Che sotto il governo Bolsonaro dell’antica Funai non resti più traccia, lo dimostra il suo recente scontro con il Cimi, il Consiglio indigenista missionario legato alla Conferenza dei vescovi. Al centro del conflitto, l’ultimo di una serie interminabile di affondi contro i popoli originari: l’Istruzione normativa n.9 del 16 aprile che autorizza di fatto la concessione dei titoli di proprietà agli invasori di terre indigene, persino quelle la cui demarcazione è in fase avanzata.

È «inaccettabile», aveva reagito il Cimi, che in piena pandemia, proprio nel momento in cui le comunità originarie – con 214 casi di contagio confermati e 16 decessi – prendono l’iniziativa di chiudere e di proteggere i propri territori, la Funai adotti un provvedimento che «va in direzione opposta al suo dovere istituzionale di proteggere i loro diritti».

Contro l’Istruzione normativa, come pure contro la famigerata Misura provvisoria n. 910, diretta a legalizzare l’accaparramento di 65 milioni di ettari di terre pubbliche in Amazzonia da parte dell’agribusiness, del settore minerario e delle imprese di costruzioni, si erano già scagliati gli stessi popoli indigeni nel loro tradizionale Acampamento Terra Livre, quest’anno in versione virtuale a causa della pandemia, svoltosi dal 27 al 30 aprile.

Per tutta risposta la Funai ha emesso una nota in cui attacca a testa bassa il Cimi, i governi del Pt, le ong e «i gruppi religiosi legati alla Teologia della liberazione di matrice marxista», esaltando la rottura rappresentata dalla vittoria di Bolsonaro nei confronti di «20 anni di amministrazione socialista del governo federale» e soprattutto di una politica indigenista nel segno di un «assistenzialismo servile» e di «paternalismo esplicito».

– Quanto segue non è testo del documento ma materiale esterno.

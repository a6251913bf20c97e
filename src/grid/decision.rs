//! Load-shedding policy.
//!
//! Under a high-load prediction every [`Priority::HighLoad`] device is shed;
//! otherwise everything stays on. All functions here are pure.

use tracing::debug;

use crate::devices::{Priority, classify};
use crate::sensor::SensorReading;

use super::types::{DeviceStatus, GridSnapshot, LoadPrediction};

/// Returns `false` (shed) iff the load is high and the device is high-load.
pub fn is_active(prediction: &LoadPrediction, priority: Priority) -> bool {
    !(prediction.is_high() && priority == Priority::HighLoad)
}

/// Sums the estimated wattage of every device that would be shed.
///
/// # Examples
///
/// ```
/// use gridshed::grid::{LoadPrediction, estimate_savings};
///
/// let high = LoadPrediction::high();
/// assert_eq!(estimate_savings(&high, ["Oven", "Desk Light"]), 2000);
/// assert_eq!(estimate_savings(&LoadPrediction::new("Low"), ["Oven"]), 0);
/// ```
pub fn estimate_savings<I, S>(prediction: &LoadPrediction, devices: I) -> u32
where
    I: IntoIterator<Item = S>,
    S: AsRef<str>,
{
    devices
        .into_iter()
        .map(|name| classify(name.as_ref()))
        .filter(|profile| !is_active(prediction, profile.priority))
        .map(|profile| profile.estimated_watts)
        .sum()
}

/// Runs one decision pass over `devices` for the given reading.
pub fn evaluate<I, S>(prediction: LoadPrediction, reading: SensorReading, devices: I) -> GridSnapshot
where
    I: IntoIterator<Item = S>,
    S: AsRef<str>,
{
    let mut saved_w = 0;
    let statuses: Vec<DeviceStatus> = devices
        .into_iter()
        .map(|name| {
            let name = name.as_ref();
            let profile = classify(name);
            let active = is_active(&prediction, profile.priority);
            if !active {
                debug!(device = name, watts = profile.estimated_watts, "shedding device");
                saved_w += profile.estimated_watts;
            }
            DeviceStatus {
                name: name.to_string(),
                profile,
                active,
            }
        })
        .collect();

    GridSnapshot {
        reading,
        power_w: reading.power_w(),
        prediction,
        saved_w,
        devices: statuses,
    }
}
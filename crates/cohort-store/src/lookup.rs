//! Natural-key lookups.
//!
//! Every lookup follows the same contract: a natural key matching zero
//! rows means "absent", exactly one row means "present", and two or more
//! rows is a [`StoreError::Consistency`] — the schema's unique
//! constraints make that state unreachable through this crate, so seeing
//! it means the database was modified out of band.

use rusqlite::{OptionalExtension, ToSql};

use cohort_model::{DataType, MeasurementKey, NewAnnotation, VariableDetails};

use crate::error::{Result, StoreError};
use crate::store::Store;

impl Store {
    fn count_rows(&self, sql: &str, params: &[&dyn ToSql]) -> Result<usize> {
        let count: i64 = self.conn.query_row(sql, params, |row| row.get(0))?;
        Ok(count as usize)
    }

    fn key_count(
        &self,
        entity: &'static str,
        key: impl Fn() -> String,
        sql: &str,
        params: &[&dyn ToSql],
    ) -> Result<usize> {
        let count = self.count_rows(sql, params)?;
        if count > 1 {
            return Err(StoreError::Consistency {
                entity,
                key: key(),
                count,
            });
        }
        Ok(count)
    }

    fn resolve_id(
        &self,
        entity: &'static str,
        key: impl Fn() -> String,
        sql: &str,
        params: &[&dyn ToSql],
    ) -> Result<i64> {
        let mut stmt = self.conn.prepare(sql)?;
        let ids = stmt
            .query_map(params, |row| row.get::<_, i64>(0))?
            .collect::<std::result::Result<Vec<_>, _>>()?;
        match ids.as_slice() {
            [] => Err(StoreError::NotFound { entity, key: key() }),
            [id] => Ok(*id),
            _ => Err(StoreError::Consistency {
                entity,
                key: key(),
                count: ids.len(),
            }),
        }
    }

    // -- datasets -----------------------------------------------------

    pub fn dataset_exists(&self, dataset_name: &str) -> Result<bool> {
        let count = self.key_count(
            "dataset",
            || format!("dataset_name '{dataset_name}'"),
            "SELECT COUNT(*) FROM datasets WHERE dataset_name = ?1",
            &[&dataset_name],
        )?;
        Ok(count == 1)
    }

    pub fn dataset_id(&self, dataset_name: &str) -> Result<i64> {
        self.resolve_id(
            "dataset",
            || format!("dataset_name '{dataset_name}'"),
            "SELECT id FROM datasets WHERE dataset_name = ?1",
            &[&dataset_name],
        )
    }

    pub fn dataset_name(&self, dataset_id: i64) -> Result<String> {
        self.conn
            .query_row(
                "SELECT dataset_name FROM datasets WHERE id = ?1",
                [dataset_id],
                |row| row.get(0),
            )
            .optional()?
            .ok_or(StoreError::NotFound {
                entity: "dataset",
                key: format!("id {dataset_id}"),
            })
    }

    // -- subjects -----------------------------------------------------

    /// Whether a subject exists within its dataset. The dataset itself
    /// must already exist; an unknown dataset is an error, not "absent".
    pub fn subject_exists(&self, dataset_name: &str, subject_identifier: &str) -> Result<bool> {
        let dataset_id = self.dataset_id(dataset_name)?;
        let count = self.key_count(
            "subject",
            || format!("subject_identifier '{subject_identifier}' in dataset '{dataset_name}'"),
            "SELECT COUNT(*) FROM subjects WHERE dataset_id = ?1 AND subject_identifier = ?2",
            &[&dataset_id, &subject_identifier],
        )?;
        Ok(count == 1)
    }

    pub fn subject_id(&self, dataset_name: &str, subject_identifier: &str) -> Result<i64> {
        let dataset_id = self.dataset_id(dataset_name)?;
        self.resolve_id(
            "subject",
            || format!("subject_identifier '{subject_identifier}' in dataset '{dataset_name}'"),
            "SELECT id FROM subjects WHERE dataset_id = ?1 AND subject_identifier = ?2",
            &[&dataset_id, &subject_identifier],
        )
    }

    /// Pseudonym uniqueness is global, across all datasets.
    pub fn pseudonym_exists(&self, pseudonym: &str) -> Result<bool> {
        let count = self.key_count(
            "subject",
            || format!("subject_identifier_deid '{pseudonym}'"),
            "SELECT COUNT(*) FROM subjects WHERE subject_identifier_deid = ?1",
            &[&pseudonym],
        )?;
        Ok(count == 1)
    }

    pub fn subject_id_by_pseudonym(&self, pseudonym: &str) -> Result<i64> {
        self.resolve_id(
            "subject",
            || format!("subject_identifier_deid '{pseudonym}'"),
            "SELECT id FROM subjects WHERE subject_identifier_deid = ?1",
            &[&pseudonym],
        )
    }

    // -- annotations --------------------------------------------------

    fn annotation_where(annotation: &NewAnnotation) -> (&'static str, Vec<&dyn ToSql>) {
        match &annotation.category_level_2 {
            Some(level_2) => (
                "category_level_1 = ?1 AND category_level_2 = ?2",
                vec![&annotation.category_level_1 as &dyn ToSql, level_2],
            ),
            // NULL never matches `= ?`, so the absent case needs its own
            // predicate.
            None => (
                "category_level_1 = ?1 AND category_level_2 IS NULL",
                vec![&annotation.category_level_1 as &dyn ToSql],
            ),
        }
    }

    fn annotation_key(annotation: &NewAnnotation) -> String {
        format!(
            "category ('{}', {})",
            annotation.category_level_1,
            match &annotation.category_level_2 {
                Some(level_2) => format!("'{level_2}'"),
                None => "NULL".to_string(),
            }
        )
    }

    pub fn annotation_exists(&self, annotation: &NewAnnotation) -> Result<bool> {
        let (predicate, params) = Self::annotation_where(annotation);
        let sql = format!("SELECT COUNT(*) FROM annotations WHERE {predicate}");
        let count = self.key_count(
            "annotation",
            || Self::annotation_key(annotation),
            &sql,
            params.as_slice(),
        )?;
        Ok(count == 1)
    }

    pub fn annotation_id(&self, annotation: &NewAnnotation) -> Result<i64> {
        let (predicate, params) = Self::annotation_where(annotation);
        let sql = format!("SELECT id FROM annotations WHERE {predicate}");
        self.resolve_id(
            "annotation",
            || Self::annotation_key(annotation),
            &sql,
            params.as_slice(),
        )
    }

    pub fn category_levels(&self, annotation_id: i64) -> Result<(String, Option<String>)> {
        self.conn
            .query_row(
                "SELECT category_level_1, category_level_2 FROM annotations WHERE id = ?1",
                [annotation_id],
                |row| Ok((row.get(0)?, row.get(1)?)),
            )
            .optional()?
            .ok_or(StoreError::NotFound {
                entity: "annotation",
                key: format!("id {annotation_id}"),
            })
    }

    // -- metadata variables -------------------------------------------

    /// `variable_name` is the formatted, dataset-prefixed name.
    pub fn variable_exists(&self, variable_name: &str) -> Result<bool> {
        let count = self.key_count(
            "variable",
            || format!("variable_name '{variable_name}'"),
            "SELECT COUNT(*) FROM metadata_variables WHERE variable_name = ?1",
            &[&variable_name],
        )?;
        Ok(count == 1)
    }

    pub fn variable_id(&self, variable_name: &str) -> Result<i64> {
        self.resolve_id(
            "variable",
            || format!("variable_name '{variable_name}'"),
            "SELECT id FROM metadata_variables WHERE variable_name = ?1",
            &[&variable_name],
        )
    }

    // -- variable options ---------------------------------------------

    pub fn option_exists(&self, variable_id: i64, option_name: &str) -> Result<bool> {
        let count = self.key_count(
            "variable option",
            || format!("option_name '{option_name}' for variable id {variable_id}"),
            "SELECT COUNT(*) FROM metadata_variable_options
             WHERE variable_id = ?1 AND option_name = ?2",
            &[&variable_id, &option_name],
        )?;
        Ok(count == 1)
    }

    pub fn option_id(&self, variable_id: i64, option_name: &str) -> Result<i64> {
        self.resolve_id(
            "variable option",
            || format!("option_name '{option_name}' for variable id {variable_id}"),
            "SELECT id FROM metadata_variable_options
             WHERE variable_id = ?1 AND option_name = ?2",
            &[&variable_id, &option_name],
        )
    }

    // -- measurements -------------------------------------------------

    /// Duplicate check against the natural measurement key. Null key
    /// fields place no predicate on the stored column, so a key with a
    /// null date matches rows with any stored date. More than one match
    /// is a [`StoreError::Consistency`], same as every other lookup.
    pub fn measurement_exists(&self, key: &MeasurementKey) -> Result<bool> {
        let mut sql = String::from(
            "SELECT COUNT(*) FROM measurements m
             JOIN subjects s ON s.id = m.subject_id
             JOIN datasets d ON d.id = s.dataset_id
             JOIN metadata_variables v ON v.id = m.variable_id
             WHERE d.dataset_name = ?1
               AND s.subject_identifier = ?2
               AND v.variable_name = ?3",
        );
        let mut params: Vec<&dyn ToSql> = vec![
            &key.dataset_name,
            &key.subject_identifier,
            &key.variable_name,
        ];
        if let Some(date) = &key.measurement_date {
            params.push(date);
            sql.push_str(&format!(" AND m.measurement_date = ?{}", params.len()));
        }
        if let Some(time) = &key.measurement_time {
            params.push(time);
            sql.push_str(&format!(" AND m.measurement_time = ?{}", params.len()));
        }
        if let Some(visit) = &key.visit_grouping {
            params.push(visit);
            sql.push_str(&format!(" AND m.visit_grouping = ?{}", params.len()));
        }
        let count = self.key_count(
            "measurement",
            || {
                format!(
                    "subject '{}' variable '{}' in dataset '{}'",
                    key.subject_identifier, key.variable_name, key.dataset_name
                )
            },
            &sql,
            params.as_slice(),
        )?;
        Ok(count == 1)
    }

    // -- variable details ---------------------------------------------

    /// Bulk-fetch the metadata needed to validate measurement values for
    /// every variable in `variable_ids`, options included, in one query.
    pub fn variable_details(&self, variable_ids: &[i64]) -> Result<Vec<VariableDetails>> {
        if variable_ids.is_empty() {
            return Ok(Vec::new());
        }
        let placeholders = (1..=variable_ids.len())
            .map(|n| format!("?{n}"))
            .collect::<Vec<_>>()
            .join(", ");
        let sql = format!(
            "SELECT v.id, v.variable_name, v.data_type, v.associated_visit,
                    v.has_options, v.range_min, v.range_max,
                    v.deidentification_required, v.deidentification_method,
                    o.option_name
             FROM metadata_variables v
             LEFT JOIN metadata_variable_options o ON o.variable_id = v.id
             WHERE v.id IN ({placeholders})
             ORDER BY v.id, o.id"
        );
        let params: Vec<&dyn ToSql> = variable_ids.iter().map(|id| id as &dyn ToSql).collect();

        struct DetailRow {
            variable_id: i64,
            variable_name: String,
            data_type: String,
            associated_visit: Option<String>,
            has_options: bool,
            range_min: Option<f64>,
            range_max: Option<f64>,
            deidentification_required: bool,
            deidentification_method: Option<String>,
            option_name: Option<String>,
        }

        let mut stmt = self.conn.prepare(&sql)?;
        let rows = stmt.query_map(params.as_slice(), |row| {
            Ok(DetailRow {
                variable_id: row.get(0)?,
                variable_name: row.get(1)?,
                data_type: row.get(2)?,
                associated_visit: row.get(3)?,
                has_options: row.get(4)?,
                range_min: row.get(5)?,
                range_max: row.get(6)?,
                deidentification_required: row.get(7)?,
                deidentification_method: row.get(8)?,
                option_name: row.get(9)?,
            })
        })?;

        let mut details: Vec<VariableDetails> = Vec::new();
        for row in rows {
            let row = row?;
            let matches_last = details
                .last()
                .is_some_and(|last| last.variable_id == row.variable_id);
            if !matches_last {
                let data_type: DataType =
                    row.data_type
                        .parse()
                        .map_err(|_| StoreError::Decode {
                            table: "metadata_variables",
                            column: "data_type",
                            value: row.data_type.clone(),
                        })?;
                details.push(VariableDetails {
                    variable_id: row.variable_id,
                    variable_name: row.variable_name,
                    data_type,
                    associated_visit: row.associated_visit,
                    has_options: row.has_options,
                    range_min: row.range_min,
                    range_max: row.range_max,
                    deidentification_required: row.deidentification_required,
                    deidentification_method: row.deidentification_method,
                    options: Vec::new(),
                });
            }
            if let (Some(detail), Some(option_name)) = (details.last_mut(), row.option_name) {
                detail.options.push(option_name);
            }
        }
        Ok(details)
    }
}
//! Collision-free pseudonym generation for de-identified subjects.

use std::collections::BTreeSet;

use rand::Rng;

use cohort_store::Store;

use crate::error::{ReconcileError, Result};

/// Alphanumerics minus the look-alikes `0`, `O`, `1`, `l`, `I`.
const ALPHABET: &[u8] = b"ABCDEFGHJKLMNPQRSTUVWXYZabcdefghijkmnopqrstuvwxyz23456789";

const PSEUDONYM_LEN: usize = 10;

const MAX_ATTEMPTS: usize = 100;

fn candidate(rng: &mut impl Rng) -> String {
    (0..PSEUDONYM_LEN)
        .map(|_| ALPHABET[rng.gen_range(0..ALPHABET.len())] as char)
        .collect()
}

/// Generate a pseudonym unused both in the store and in `reserved` (the
/// pseudonyms already assigned earlier in the current batch, which are
/// not yet visible to the store's uniqueness check).
pub fn unique_pseudonym(store: &Store, reserved: &BTreeSet<String>) -> Result<String> {
    let mut rng = rand::thread_rng();
    for _ in 0..MAX_ATTEMPTS {
        let pseudonym = candidate(&mut rng);
        if !reserved.contains(&pseudonym) && !store.pseudonym_exists(&pseudonym)? {
            return Ok(pseudonym);
        }
    }
    // 57^10 candidates; reaching this means the store or the RNG is broken.
    Err(ReconcileError::PseudonymExhausted {
        attempts: MAX_ATTEMPTS,
    })
}

#[cfg(test)]
mod tests {
    use super::*;

    #[test]
    fn candidates_use_unambiguous_alphabet() {
        let mut rng = rand::thread_rng();
        for _ in 0..50 {
            let pseudonym = candidate(&mut rng);
            assert_eq!(pseudonym.len(), PSEUDONYM_LEN);
            for c in pseudonym.chars() {
                assert!(ALPHABET.contains(&(c as u8)), "unexpected char {c}");
                assert!(!"0O1lI".contains(c));
            }
        }
    }

    #[test]
    fn reserved_pseudonyms_are_avoided() {
        let store = Store::open_in_memory().unwrap();
        let reserved = BTreeSet::new();
        let first = unique_pseudonym(&store, &reserved).unwrap();
        let mut reserved = BTreeSet::new();
        reserved.insert(first.clone());
        let second = unique_pseudonym(&store, &reserved).unwrap();
        assert_ne!(first, second);
    }
}
//! Textual date/time patterns shared by the validators.
//!
//! These are pattern-level checks only: the date pattern bounds the year
//! to 18xx/19xx/20xx and the month to 01-12, but does not verify calendar
//! validity ("2023-02-29" passes). Because the format is fixed-width
//! `YYYY-MM-DD`, ordering comparisons on pattern-valid dates are
//! lexicographic.

use std::sync::LazyLock;

use regex::Regex;

static DATE_PATTERN: LazyLock<Regex> = LazyLock::new(|| {
    Regex::new(r"^[12][890][0-9]{2}-(0[0-9]|1[0-2])-[0-3][0-9]$").expect("valid date pattern")
});

/// 24-hour clock, seconds may carry a decimal fraction.
static TIME_PATTERN: LazyLock<Regex> = LazyLock::new(|| {
    Regex::new(r"^([0-1][0-9]|2[0-4]):[0-5][0-9]:[0-5][0-9](\.[0-9]*)?$")
        .expect("valid time pattern")
});

/// True when `value` matches the template `YYYY-MM-DD` date format.
pub fn is_template_date(value: &str) -> bool {
    DATE_PATTERN.is_match(value)
}

/// True when `value` matches the template `HH:MM:SS[.frac]` time format.
pub fn is_template_time(value: &str) -> bool {
    TIME_PATTERN.is_match(value)
}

Una politica a cui, prosegue la nota, si ricondurrebbe la situazione di povertà, dipendenza e esclusione attualmente sofferta dai popoli originari.

Durissima la risposta delle organizzazioni indigene, ambientaliste e di difesa dei diritti umani che, in un comunicato, denunciano gli attacchi sferrati dal «governo fascista» di Bolsonaro a tutto l’impianto della Costituzione in materia indigena e la strumentalizzazione politica sofferta dalla Funai, attraverso la nomina di un presidente, Marcelo Xavier, «che ha operato a fianco e al servizio» della lobby ruralista, trasformando l’organismo governativo «in una mera succursale degli interessi del latifondo, dell’agribusiness e delle imprese minerarie».

Interessi a cui si deve anche l’incessante aumento della deforestazione, che, nei primi quattro mesi del 2020, registra una crescita del 59%, rispetto allo stesso periodo del 2019, un totale di altri 1.202 km quadrati di foresta andati perduti.